Non-invasive or in-situ urothelial carcinoma of the prostatic urethra or prostatic ducts (stage Ta, Tis, or T1, N0, M0) is a setting in which organ-sparing, urethra-preserving management is the goal. The tumour is localised and has not spread beyond the prostate or to lymph nodes or distant sites.
The standard approach involves a local surgical intervention directed at the prostatic urethra, followed by intravesical instillation therapy. Evidence from a systematic review supports this combined approach as effective for local control in this population, with favourable disease-free and progression-free outcomes compared with instillation alone.
References
- Local conservative treatment with extensive TUR and subsequent bacillus Calmette-Guérin (BCG) instillation is effective in patients with Ta or Tis prostatic urethral carcinoma.
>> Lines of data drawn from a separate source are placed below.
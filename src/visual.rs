use std::fmt;
use std::rc::Weak;

use palette::{Hsl, IntoColor, Srgb};
use thiserror::Error;

// ---------------------------------------------------------------------------
// Named colors
// ---------------------------------------------------------------------------

pub const GREY: &str = "#B2B2B2";
pub const BLUE: &str = "#1F7884";
pub const GREEN: &str = "#33A02C";
pub const RED: &str = "#E31A1C";
pub const ORANGE: &str = "#FF7F00";
pub const PURPLE: &str = "#6A3D9A";
pub const LIGHT_BLUE: &str = "#A6CEE3";
pub const LIGHT_GREEN: &str = "#B2DF8A";
pub const LIGHT_RED: &str = "#FB9A99";
pub const LIGHT_ORANGE: &str = "#FDBF6F";
pub const LIGHT_PURPLE: &str = "#CAB2D6";

/// Generate `n` visually distinct hex colors using evenly spaced hues, for
/// assigning styles to freshly extracted records.
pub fn distinct_colors(n: usize) -> Vec<String> {
    (0..n)
        .map(|i| {
            let hue = (i as f32 / n as f32) * 360.0;
            let hsl = Hsl::new(hue, 0.75, 0.55);
            let rgb: Srgb = hsl.into_color();
            format!(
                "#{:02x}{:02x}{:02x}",
                (rgb.red * 255.0) as u8,
                (rgb.green * 255.0) as u8,
                (rgb.blue * 255.0) as u8
            )
        })
        .collect()
}

// ---------------------------------------------------------------------------
// Line styles
// ---------------------------------------------------------------------------

/// The fixed set of acceptable line styles.
#[derive(Debug, Clone, Copy, PartialEq, Eq)]
pub enum LineStyle {
    Solid,
    Dashed,
    DashDot,
    Dotted,
    None,
}

impl LineStyle {
    pub const ALL: [LineStyle; 5] = [
        LineStyle::Solid,
        LineStyle::Dashed,
        LineStyle::DashDot,
        LineStyle::Dotted,
        LineStyle::None,
    ];

    pub fn as_str(self) -> &'static str {
        match self {
            LineStyle::Solid => "solid",
            LineStyle::Dashed => "dashed",
            LineStyle::DashDot => "dash-dot",
            LineStyle::Dotted => "dotted",
            LineStyle::None => "none",
        }
    }

    pub fn parse(s: &str) -> Option<LineStyle> {
        Self::ALL.into_iter().find(|style| style.as_str() == s)
    }
}

impl fmt::Display for LineStyle {
    fn fmt(&self, f: &mut fmt::Formatter<'_>) -> fmt::Result {
        write!(f, "{}", self.as_str())
    }
}

// ---------------------------------------------------------------------------
// Validation errors
// ---------------------------------------------------------------------------

/// Why a line width was rejected.
#[derive(Debug, Clone, Copy, PartialEq, Eq)]
pub enum LineWidthProblem {
    NotNumeric,
    Negative,
}

impl fmt::Display for LineWidthProblem {
    fn fmt(&self, f: &mut fmt::Formatter<'_>) -> fmt::Result {
        match self {
            LineWidthProblem::NotNumeric => write!(f, "not a number"),
            LineWidthProblem::Negative => write!(f, "negative"),
        }
    }
}

#[derive(Debug, Error)]
pub enum VisualError {
    #[error("line style should be one of solid/dashed/dash-dot/dotted/none, got '{value}'")]
    InvalidLineStyle { value: String },

    #[error("line width should be a non-negative number, got '{value}' ({problem})")]
    InvalidLineWidth {
        value: String,
        problem: LineWidthProblem,
    },

    #[error("visual attribute '{name}' does not exist")]
    UnknownAttribute { name: String },

    #[error("visual attribute '{name}' cannot hold '{value}'")]
    InvalidValue { name: String, value: String },
}

// ---------------------------------------------------------------------------
// VisualAttributes – a closed-schema, observed style record
// ---------------------------------------------------------------------------

/// The notification capability a parent exposes to hear about style changes.
pub trait ChangeSink {
    fn on_changed(&self, attrs: &VisualAttributes);
}

/// A value handed to [`VisualAttributes::set_field`].
#[derive(Debug, Clone, PartialEq)]
pub enum AttributeValue {
    Str(String),
    Float(f64),
    Int(i64),
}

impl AttributeValue {
    fn as_f64(&self) -> Option<f64> {
        match self {
            AttributeValue::Float(v) => Some(*v),
            AttributeValue::Int(i) => Some(*i as f64),
            AttributeValue::Str(_) => None,
        }
    }
}

impl fmt::Display for AttributeValue {
    fn fmt(&self, f: &mut fmt::Formatter<'_>) -> fmt::Result {
        match self {
            AttributeValue::Str(s) => write!(f, "{s}"),
            AttributeValue::Float(v) => write!(f, "{v}"),
            AttributeValue::Int(i) => write!(f, "{i}"),
        }
    }
}

impl From<&str> for AttributeValue {
    fn from(s: &str) -> Self {
        AttributeValue::Str(s.to_string())
    }
}

impl From<String> for AttributeValue {
    fn from(s: String) -> Self {
        AttributeValue::Str(s)
    }
}

impl From<f64> for AttributeValue {
    fn from(v: f64) -> Self {
        AttributeValue::Float(v)
    }
}

impl From<i64> for AttributeValue {
    fn from(i: i64) -> Self {
        AttributeValue::Int(i)
    }
}

/// Visual styling for one plotted record. The field set is closed: writes go
/// through [`set_field`](Self::set_field), which validates and then notifies
/// the parent sink, if one is attached and still alive.
///
/// The parent back-reference is non-owning (`Weak`); dropping the parent
/// silently disables notification. Reentrant writes from inside a sink's
/// `on_changed` are not guarded against and must be avoided by callers.
#[derive(Clone)]
pub struct VisualAttributes {
    color: String,
    alpha: f64,
    linewidth: f64,
    linestyle: LineStyle,
    marker: String,
    markersize: f64,
    label: Option<String>,
    parent: Option<Weak<dyn ChangeSink>>,
}

impl Default for VisualAttributes {
    fn default() -> Self {
        VisualAttributes {
            color: GREY.to_string(),
            alpha: 1.0,
            linewidth: 1.0,
            linestyle: LineStyle::Solid,
            marker: "o".to_string(),
            markersize: 40.0,
            label: None,
            parent: None,
        }
    }
}

impl fmt::Debug for VisualAttributes {
    fn fmt(&self, f: &mut fmt::Formatter<'_>) -> fmt::Result {
        f.debug_struct("VisualAttributes")
            .field("color", &self.color)
            .field("alpha", &self.alpha)
            .field("linewidth", &self.linewidth)
            .field("linestyle", &self.linestyle)
            .field("marker", &self.marker)
            .field("markersize", &self.markersize)
            .field("label", &self.label)
            .field("parent", &self.parent.is_some())
            .finish()
    }
}

impl VisualAttributes {
    pub fn new() -> Self {
        Self::default()
    }

    /// A record that notifies `parent` on every successful write.
    pub fn with_parent(parent: Weak<dyn ChangeSink>) -> Self {
        VisualAttributes {
            parent: Some(parent),
            ..Self::default()
        }
    }

    pub fn color(&self) -> &str {
        &self.color
    }

    pub fn alpha(&self) -> f64 {
        self.alpha
    }

    pub fn linewidth(&self) -> f64 {
        self.linewidth
    }

    pub fn linestyle(&self) -> LineStyle {
        self.linestyle
    }

    pub fn marker(&self) -> &str {
        &self.marker
    }

    pub fn markersize(&self) -> f64 {
        self.markersize
    }

    pub fn label(&self) -> Option<&str> {
        self.label.as_deref()
    }

    /// Attach a parent sink and notify it once.
    pub fn set_parent(&mut self, parent: Weak<dyn ChangeSink>) {
        self.parent = Some(parent);
        self.broadcast();
    }

    pub fn clear_parent(&mut self) {
        self.parent = None;
    }

    /// Validated write entry point. On success the value is stored and the
    /// parent sink (when attached and alive) hears about it exactly once; on
    /// failure the prior value is untouched and nothing is broadcast.
    pub fn set_field(
        &mut self,
        name: &str,
        value: impl Into<AttributeValue>,
    ) -> Result<(), VisualError> {
        let value = value.into();
        match name {
            "linestyle" => {
                let style = match &value {
                    AttributeValue::Str(s) => LineStyle::parse(s),
                    _ => None,
                };
                let style = style.ok_or_else(|| VisualError::InvalidLineStyle {
                    value: value.to_string(),
                })?;
                self.linestyle = style;
            }
            "linewidth" => {
                let width = value.as_f64().ok_or_else(|| VisualError::InvalidLineWidth {
                    value: value.to_string(),
                    problem: LineWidthProblem::NotNumeric,
                })?;
                if width < 0.0 {
                    return Err(VisualError::InvalidLineWidth {
                        value: value.to_string(),
                        problem: LineWidthProblem::Negative,
                    });
                }
                self.linewidth = width;
            }
            "color" => self.color = self.expect_str(name, value)?,
            "marker" => self.marker = self.expect_str(name, value)?,
            "label" => self.label = Some(self.expect_str(name, value)?),
            "alpha" => self.alpha = self.expect_f64(name, value)?,
            "markersize" => self.markersize = self.expect_f64(name, value)?,
            _ => {
                return Err(VisualError::UnknownAttribute {
                    name: name.to_string(),
                })
            }
        }
        self.broadcast();
        Ok(())
    }

    /// Copy the style fields (not the label, not the parent) from `other`
    /// through the validated entry point.
    pub fn copy_from(&mut self, other: &VisualAttributes) -> Result<(), VisualError> {
        self.set_field("color", other.color.as_str())?;
        self.set_field("alpha", other.alpha)?;
        self.set_field("linewidth", other.linewidth)?;
        self.set_field("linestyle", other.linestyle.as_str())?;
        self.set_field("marker", other.marker.as_str())?;
        self.set_field("markersize", other.markersize)?;
        Ok(())
    }

    fn expect_str(&self, name: &str, value: AttributeValue) -> Result<String, VisualError> {
        match value {
            AttributeValue::Str(s) => Ok(s),
            other => Err(VisualError::InvalidValue {
                name: name.to_string(),
                value: other.to_string(),
            }),
        }
    }

    fn expect_f64(&self, name: &str, value: AttributeValue) -> Result<f64, VisualError> {
        value.as_f64().ok_or_else(|| VisualError::InvalidValue {
            name: name.to_string(),
            value: value.to_string(),
        })
    }

    fn broadcast(&self) {
        if let Some(sink) = self.parent.as_ref().and_then(Weak::upgrade) {
            sink.on_changed(self);
        }
    }
}

#[cfg(test)]
mod tests {
    use super::*;
    use std::cell::Cell;
    use std::rc::Rc;

    #[derive(Default)]
    struct CountingSink {
        hits: Cell<usize>,
        last_style: Cell<Option<LineStyle>>,
    }

    impl ChangeSink for CountingSink {
        fn on_changed(&self, attrs: &VisualAttributes) {
            self.hits.set(self.hits.get() + 1);
            self.last_style.set(Some(attrs.linestyle()));
        }
    }

    fn attached() -> (Rc<CountingSink>, VisualAttributes) {
        let sink = Rc::new(CountingSink::default());
        let mut attrs = VisualAttributes::new();
        let sink_dyn: Rc<dyn ChangeSink> = sink.clone();
        attrs.set_parent(Rc::downgrade(&sink_dyn));
        sink.hits.set(0); // attaching itself notifies once
        (sink, attrs)
    }

    #[test]
    fn valid_linestyle_broadcasts_once() {
        let (sink, mut attrs) = attached();
        attrs.set_field("linestyle", "dotted").unwrap();
        assert_eq!(attrs.linestyle(), LineStyle::Dotted);
        assert_eq!(sink.hits.get(), 1);
        assert_eq!(sink.last_style.get(), Some(LineStyle::Dotted));
    }

    #[test]
    fn invalid_linestyle_changes_nothing_and_stays_silent() {
        let (sink, mut attrs) = attached();
        let err = attrs.set_field("linestyle", "bold").unwrap_err();
        assert!(matches!(err, VisualError::InvalidLineStyle { ref value } if value == "bold"));
        assert_eq!(attrs.linestyle(), LineStyle::Solid);
        assert_eq!(sink.hits.get(), 0);
    }

    #[test]
    fn linewidth_rejections_are_distinguishable() {
        let mut attrs = VisualAttributes::new();

        let err = attrs.set_field("linewidth", "wide").unwrap_err();
        assert!(matches!(
            err,
            VisualError::InvalidLineWidth {
                problem: LineWidthProblem::NotNumeric,
                ..
            }
        ));

        let err = attrs.set_field("linewidth", -2.0).unwrap_err();
        assert!(matches!(
            err,
            VisualError::InvalidLineWidth {
                problem: LineWidthProblem::Negative,
                ..
            }
        ));

        assert_eq!(attrs.linewidth(), 1.0);
        attrs.set_field("linewidth", 3i64).unwrap();
        assert_eq!(attrs.linewidth(), 3.0);
    }

    #[test]
    fn schema_is_closed() {
        let mut attrs = VisualAttributes::new();
        let err = attrs.set_field("zorder", 5i64).unwrap_err();
        assert!(matches!(err, VisualError::UnknownAttribute { ref name } if name == "zorder"));
    }

    #[test]
    fn typed_fields_reject_mismatched_values() {
        let mut attrs = VisualAttributes::new();
        let err = attrs.set_field("alpha", "opaque").unwrap_err();
        assert!(matches!(err, VisualError::InvalidValue { ref name, .. } if name == "alpha"));
        assert_eq!(attrs.alpha(), 1.0);
    }

    #[test]
    fn copy_from_takes_style_but_not_label_or_parent() {
        let (sink, mut target) = attached();

        let mut source = VisualAttributes::new();
        source.set_field("color", RED).unwrap();
        source.set_field("alpha", 0.5).unwrap();
        source.set_field("linewidth", 2.5).unwrap();
        source.set_field("linestyle", "dashed").unwrap();
        source.set_field("marker", "s").unwrap();
        source.set_field("markersize", 12.0).unwrap();
        source.set_field("label", "theirs").unwrap();

        target.set_field("label", "mine").unwrap();
        sink.hits.set(0);

        target.copy_from(&source).unwrap();
        assert_eq!(target.color(), RED);
        assert_eq!(target.alpha(), 0.5);
        assert_eq!(target.linewidth(), 2.5);
        assert_eq!(target.linestyle(), LineStyle::Dashed);
        assert_eq!(target.marker(), "s");
        assert_eq!(target.markersize(), 12.0);
        assert_eq!(target.label(), Some("mine"));
        // one notification per copied field
        assert_eq!(sink.hits.get(), 6);
    }

    #[test]
    fn dropped_parent_disables_notification() {
        let (sink, mut attrs) = attached();
        drop(sink);
        attrs.set_field("linestyle", "none").unwrap();
        assert_eq!(attrs.linestyle(), LineStyle::None);
    }

    #[test]
    fn distinct_colors_are_distinct_hex() {
        let colors = distinct_colors(6);
        assert_eq!(colors.len(), 6);
        for c in &colors {
            assert!(c.starts_with('#') && c.len() == 7);
        }
        let unique: std::collections::HashSet<_> = colors.iter().collect();
        assert_eq!(unique.len(), 6);
    }

    #[test]
    fn distinct_colors_of_zero_is_empty() {
        assert!(distinct_colors(0).is_empty());
    }
}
- A systematic review reported that patients treated with transurethral resection of the prostate (TURP) before BCG show a better local response in the prostatic urethra with a higher disease-free survival (80-100% vs. 63-89%) and progression-free survival (PFS) (90-100% vs. 75-94%) than patients in studies in which no TURP was performed.
- Offer a urethra-sparing approach with transurethral resection and bacillus Calmette-Guérin (BCG) to patients with non-invasive urethral carcinoma or carcinoma in situ of the prostatic urethra and prostatic ducts.